### INSTRUCTIONS TO FOLLOW:
Which lines of the data contain the string "contains"? Show each of them.
--------------------
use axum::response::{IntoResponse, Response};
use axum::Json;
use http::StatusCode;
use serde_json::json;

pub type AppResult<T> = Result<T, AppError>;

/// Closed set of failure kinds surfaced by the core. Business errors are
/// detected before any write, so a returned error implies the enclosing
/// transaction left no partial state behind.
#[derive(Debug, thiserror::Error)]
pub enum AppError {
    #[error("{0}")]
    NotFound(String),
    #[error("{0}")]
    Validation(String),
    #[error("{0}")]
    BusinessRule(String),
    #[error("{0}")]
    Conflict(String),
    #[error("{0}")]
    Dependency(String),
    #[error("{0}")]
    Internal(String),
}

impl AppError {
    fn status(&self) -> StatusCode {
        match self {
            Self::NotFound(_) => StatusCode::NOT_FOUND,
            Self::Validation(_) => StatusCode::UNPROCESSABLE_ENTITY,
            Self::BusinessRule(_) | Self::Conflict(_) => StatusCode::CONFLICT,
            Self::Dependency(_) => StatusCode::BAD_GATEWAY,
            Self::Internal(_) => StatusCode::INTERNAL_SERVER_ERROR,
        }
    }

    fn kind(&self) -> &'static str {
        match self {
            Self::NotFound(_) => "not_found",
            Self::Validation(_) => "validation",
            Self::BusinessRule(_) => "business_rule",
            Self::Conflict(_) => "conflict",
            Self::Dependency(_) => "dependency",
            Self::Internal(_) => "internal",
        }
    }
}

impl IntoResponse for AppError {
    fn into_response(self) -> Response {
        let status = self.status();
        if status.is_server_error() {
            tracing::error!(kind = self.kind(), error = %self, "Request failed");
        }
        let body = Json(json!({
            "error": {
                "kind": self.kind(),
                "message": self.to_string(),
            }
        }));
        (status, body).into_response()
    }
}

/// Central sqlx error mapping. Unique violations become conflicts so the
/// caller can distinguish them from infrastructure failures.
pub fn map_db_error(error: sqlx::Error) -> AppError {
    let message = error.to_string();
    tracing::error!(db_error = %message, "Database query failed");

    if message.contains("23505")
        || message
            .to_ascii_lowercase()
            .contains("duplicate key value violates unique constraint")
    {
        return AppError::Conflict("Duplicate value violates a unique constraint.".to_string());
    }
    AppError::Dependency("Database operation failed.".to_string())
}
--------------------
### SOLUTION FOR THIS TASK:
    if message.contains("23505")
            .contains("duplicate key value violates unique constraint")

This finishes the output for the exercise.